Periodica Mathematica Hungarica ( IF 0.8 ) Pub Date : 2021-06-29 , DOI: 10.1007/s10998-021-00393-y Burak Ozbagci
We show that the monodromy of Klassen’s genus two open book for \(P^2 \times S^1\) is the Y-homeomorphism of Lickorish, which is also known as the crosscap slide. Similarly, we show that \(S^2 \mathbin {\widetilde{\times }}S^1\) admits a genus two open book whose monodromy is the crosscap transposition.
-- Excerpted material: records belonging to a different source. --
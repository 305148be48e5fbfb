/// Generic presentation of arbitrary fields, used by the debug listing.
use serde_json::Value;

use crate::record::RawRecord;
use crate::resolve::stringify;
use crate::value::RichHtml;

const EMBED_MARKERS: [&str; 3] = ["<iframe", "<script", "embed"];

#[derive(Debug, Clone, PartialEq)]
pub enum FieldView {
    /// Null, empty string or empty list. Not rendered.
    Empty,
    Text(String),
    /// Embed code pasted into a text field (maps, widgets).
    Embed(RichHtml),
    /// Key/value pairs of an object, values stringified.
    Object(Vec<(String, String)>),
    /// List items, each either `Text` or `Object`.
    List(Vec<FieldView>),
}

impl FieldView {
    pub fn classify(value: &Value) -> Self {
        match value {
            Value::Null => FieldView::Empty,
            Value::String(s) if s.is_empty() => FieldView::Empty,
            Value::String(s) if EMBED_MARKERS.iter().any(|m| s.contains(m)) => {
                FieldView::Embed(RichHtml::trusted(s.clone()))
            }
            Value::String(s) => FieldView::Text(s.clone()),
            Value::Array(items) if items.is_empty() => FieldView::Empty,
            Value::Array(items) => FieldView::List(items.iter().map(list_item).collect()),
            Value::Object(_) => object_pairs(value),
            other => FieldView::Text(other.to_string()),
        }
    }
}

/// Every authored field of a record with its view, empty ones skipped.
pub fn describe_fields(record: &RawRecord) -> Vec<(String, FieldView)> {
    record
        .custom_fields()
        .map(|(key, value)| (key.to_string(), FieldView::classify(value)))
        .filter(|(_, view)| *view != FieldView::Empty)
        .collect()
}

fn list_item(item: &Value) -> FieldView {
    match item {
        Value::Object(_) => object_pairs(item),
        other => FieldView::Text(stringify(other)),
    }
}

fn object_pairs(value: &Value) -> FieldView {
    let pairs = value
        .as_object()
        .map(|fields| {
            fields
                .iter()
                .map(|(k, v)| (k.clone(), stringify(v)))
                .collect()
        })
        .unwrap_or_default();
    FieldView::Object(pairs)
}
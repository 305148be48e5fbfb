pub mod body;
pub mod client;
pub mod clinic;
pub mod config;
pub mod error;
pub mod field_view;
pub mod news;
pub mod query;
pub mod record;
pub mod resolve;
pub mod value;

pub use client::CmsClient;
pub use config::CmsClientConfig;
pub use error::{CmsError, ErrorKind};
pub use query::CollectionQuery;
pub use record::{Collection, RawRecord};
pub use value::{Excerpt, ImageRef, RichHtml};
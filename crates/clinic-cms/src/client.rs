use reqwest::{StatusCode, Url};
use serde::Deserialize;
use serde_json::Value;
use tracing::{debug, warn};

use crate::config::CmsClientConfig;
use crate::error::CmsError;
use crate::query::CollectionQuery;
use crate::record::{Collection, DetailPayload, RawRecord};

/// Singleton endpoint holding the clinic's editable information.
pub const CLINIC_INFO_ENDPOINT: &str = "information";
/// List/detail endpoint for news entries.
pub const NEWS_ENDPOINT: &str = "news";

const API_KEY_HEADER: &str = "X-MICROCMS-API-KEY";

/// Read-only client for the CMS content API.
///
/// Every call is a fresh round trip: no retries, no caching.
#[derive(Clone)]
pub struct CmsClient {
    config: CmsClientConfig,
    http: reqwest::Client,
}

impl CmsClient {
    pub fn new(config: CmsClientConfig) -> Result<Self, CmsError> {
        Url::parse(&config.base_url).map_err(|e| {
            CmsError::Config(format!("invalid CMS base url {}: {e}", config.base_url))
        })?;
        let http = reqwest::Client::builder()
            .user_agent(concat!("clinic-site/", env!("CARGO_PKG_VERSION")))
            .build()?;
        Ok(Self { config, http })
    }

    pub fn from_env() -> Result<Self, CmsError> {
        Self::new(CmsClientConfig::from_env()?)
    }

    pub fn config(&self) -> &CmsClientConfig {
        &self.config
    }

    /// Fetch an object-type (single record) endpoint.
    pub async fn fetch_singleton(&self, endpoint: &str) -> Result<RawRecord, CmsError> {
        let url = self.endpoint_url(endpoint, None)?;
        let value = self.get_json(url, &[]).await?;
        RawRecord::from_value(value).ok_or_else(|| {
            CmsError::UnexpectedShape(format!("{endpoint} did not return an object"))
        })
    }

    /// Fetch one page of a list-type endpoint.
    pub async fn fetch_collection(
        &self,
        endpoint: &str,
        query: &CollectionQuery,
    ) -> Result<Collection, CmsError> {
        let url = self.endpoint_url(endpoint, None)?;
        let value = self.get_json(url, &query.to_pairs()).await?;
        let collection: Collection = serde_json::from_value(value)?;
        debug!(
            endpoint,
            returned = collection.contents.len(),
            total = collection.total_count,
            "collection fetched"
        );
        Ok(collection)
    }

    /// Fetch a single entry of a list-type endpoint by id.
    pub async fn fetch_by_id(&self, endpoint: &str, id: &str) -> Result<RawRecord, CmsError> {
        let not_found = || CmsError::NotFound {
            endpoint: endpoint.to_string(),
            id: id.to_string(),
        };

        let trimmed = id.trim();
        if trimmed.is_empty() {
            return Err(not_found());
        }

        let url = self.endpoint_url(endpoint, Some(trimmed))?;
        let value = match self.get_json(url, &[]).await {
            Ok(value) => value,
            Err(e) if upstream_status(&e) == Some(StatusCode::NOT_FOUND) => {
                return Err(not_found());
            }
            Err(e) => return Err(e),
        };

        match DetailPayload::decode(value) {
            DetailPayload::Record(record) => Ok(record),
            DetailPayload::List(items) => {
                debug!(endpoint, id = trimmed, count = items.len(), "detail request returned a list payload");
                let first = items.into_iter().next().ok_or_else(not_found)?;
                RawRecord::from_value(first).ok_or_else(|| {
                    CmsError::UnexpectedShape(format!("{endpoint}/{trimmed}: list element is not an object"))
                })
            }
            DetailPayload::Unrecognized(kind) => Err(CmsError::UnexpectedShape(format!(
                "{endpoint}/{trimmed}: {kind} payload"
            ))),
        }
    }

    pub async fn fetch_clinic_info(&self) -> Result<RawRecord, CmsError> {
        self.fetch_singleton(CLINIC_INFO_ENDPOINT).await
    }

    pub async fn fetch_news_list(&self, query: &CollectionQuery) -> Result<Collection, CmsError> {
        self.fetch_collection(NEWS_ENDPOINT, query).await
    }

    pub async fn fetch_news_detail(&self, id: &str) -> Result<RawRecord, CmsError> {
        self.fetch_by_id(NEWS_ENDPOINT, id).await
    }

    fn endpoint_url(&self, endpoint: &str, id: Option<&str>) -> Result<Url, CmsError> {
        let endpoint = endpoint.trim_matches('/');
        if endpoint.is_empty() {
            return Err(CmsError::Config("endpoint must not be empty".to_string()));
        }

        let mut url = Url::parse(&self.config.base_url).map_err(|e| {
            CmsError::Config(format!("invalid CMS base url {}: {e}", self.config.base_url))
        })?;
        {
            let mut segments = url.path_segments_mut().map_err(|_| {
                CmsError::Config(format!("CMS base url cannot carry a path: {}", self.config.base_url))
            })?;
            segments.pop_if_empty().push(endpoint);
            if let Some(id) = id {
                segments.push(id);
            }
        }
        Ok(url)
    }

    async fn get_json(&self, url: Url, query: &[(&str, String)]) -> Result<Value, CmsError> {
        let mut request = self
            .http
            .get(url.clone())
            .header(API_KEY_HEADER, &self.config.api_key);
        if !query.is_empty() {
            request = request.query(query);
        }
        if let Some(timeout) = self.config.timeout {
            request = request.timeout(timeout);
        }

        let resp = request.send().await.inspect_err(|e| {
            warn!(url = %url, error = %e, "cms request failed");
        })?;

        let status = resp.status();
        if !status.is_success() {
            let err = Self::to_upstream_error(resp, self.config.max_error_body_bytes).await;
            if status == StatusCode::NOT_FOUND {
                debug!(url = %url, "cms returned 404");
            } else {
                warn!(url = %url, status = status.as_u16(), error = %err, "cms returned error status");
            }
            return Err(err);
        }

        let body = resp.bytes().await?;
        Ok(serde_json::from_slice(&body)?)
    }

    async fn to_upstream_error(resp: reqwest::Response, max_error_body_bytes: usize) -> CmsError {
        let status = resp.status();
        let body = match resp.bytes().await {
            Ok(bytes) => capped_text(&bytes, max_error_body_bytes),
            Err(e) => {
                warn!(status = status.as_u16(), error = %e, "cms error body unreadable");
                String::new()
            }
        };
        upstream_error(status, body)
    }
}

fn upstream_status(err: &CmsError) -> Option<StatusCode> {
    match err {
        CmsError::Upstream { status, .. } | CmsError::UpstreamBody { status, .. } => Some(*status),
        _ => None,
    }
}

/// A `{"message": ...}` body becomes `Upstream`; anything else is kept verbatim.
fn upstream_error(status: StatusCode, body: String) -> CmsError {
    match serde_json::from_str::<CmsErrorEnvelope>(&body) {
        Ok(CmsErrorEnvelope {
            message: Some(message),
        }) if !message.trim().is_empty() => CmsError::Upstream { status, message },
        _ => CmsError::UpstreamBody { status, body },
    }
}

/// At most `max_bytes` of `bytes` as text, never splitting a character.
fn capped_text(bytes: &[u8], max_bytes: usize) -> String {
    let capped = &bytes[..bytes.len().min(max_bytes)];
    match std::str::from_utf8(capped) {
        Ok(text) => text.to_string(),
        // Only the cut at the end is incomplete: drop the partial character.
        Err(e) if e.error_len().is_none() => {
            String::from_utf8_lossy(&capped[..e.valid_up_to()]).into_owned()
        }
        Err(_) => String::from_utf8_lossy(capped).into_owned(),
    }
}

#[derive(Debug, Deserialize)]
struct CmsErrorEnvelope {
    message: Option<String>,
}
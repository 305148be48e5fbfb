/// Typed views over news entries.
use crate::body::resolve_news_body;
use crate::record::{Collection, RawRecord};
use crate::resolve::{excerpt, resolve_category_label, resolve_display_date, resolve_text};
use crate::value::{Excerpt, RichHtml};

pub const TITLE_FALLBACK: &str = "お知らせ";
/// Characters of body text shown on list cards.
pub const EXCERPT_CHARS: usize = 120;

/// A news entry as shown on its detail page.
#[derive(Debug, Clone, PartialEq)]
pub struct NewsEntry {
    pub id: String,
    pub title: String,
    pub display_date: Option<String>,
    pub category: Option<String>,
    pub body: Option<RichHtml>,
}

impl NewsEntry {
    pub fn from_record(record: &RawRecord) -> Self {
        Self {
            id: record.id().unwrap_or_default().to_string(),
            title: resolve_text(record, &["title"], TITLE_FALLBACK),
            display_date: resolve_display_date(record),
            category: resolve_category_label(record),
            body: resolve_news_body(record),
        }
    }
}

/// A news entry as shown on list pages.
#[derive(Debug, Clone, PartialEq, Eq)]
pub struct NewsSummary {
    pub id: String,
    pub title: String,
    pub display_date: Option<String>,
    pub category: Option<String>,
    pub excerpt: Excerpt,
}

impl NewsSummary {
    /// `None` for entries without an id, which cannot be linked to.
    pub fn from_record(record: &RawRecord) -> Option<Self> {
        let id = record.id().map(str::trim).filter(|id| !id.is_empty())?;
        let excerpt = resolve_news_body(record)
            .map(|body| excerpt(body.as_str(), EXCERPT_CHARS))
            .unwrap_or_default();
        Some(Self {
            id: id.to_string(),
            title: resolve_text(record, &["title"], TITLE_FALLBACK),
            display_date: resolve_display_date(record),
            category: resolve_category_label(record),
            excerpt,
        })
    }

    pub fn from_collection(collection: &Collection) -> Vec<Self> {
        collection
            .contents
            .iter()
            .filter_map(Self::from_record)
            .collect()
    }
}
Moreover, we show that each of \(P^2 \times S^1\) and \(S^2 \mathbin {\widetilde{\times }}S^1\) admits infinitely many isomorphic genus two open books whose monodromies are mutually nonisotopic. Furthermore, we include a simple observation about the stable equivalence classes of open books for \(P^2 \times S^1\) and \(S^2 \mathbin {\widetilde{\times }}S^1\). Finally, we formulate a version of Stallings’ theorem about the Murasugi sum of open books, without imposing any orientability assumption on the pages.
中文翻译:
关于不可定向三流形的开卷
我们证明 Klassen 的 genus two open book for \(P^2 \times S^1\)的单向性是 Lickorish的Y 同胚,也称为 crosscap slide。类似地,我们证明\(S^2 \mathbin {\widetilde{\times }}S^1\)承认一个 genus 2 open book,其单一性是 crosscap 转置。此外,我们证明\(P^2 \times S^1\)和\(S^2 \mathbin {\widetilde{\times }}S^1\) 中的每一个都承认无限多的同构属 两个打开的书,其单倍性是相互非同位素的。此外,我们对\(P^2 \times S^1\)和\(S^2 \mathbin {\widetilde{\times }}S^1\)的开放书籍的稳定等价类进行了简单的观察. 最后,我们制定了关于打开书籍的 Murasugi 和的 Stallings 定理的一个版本,而不在页面上强加任何定向性假设。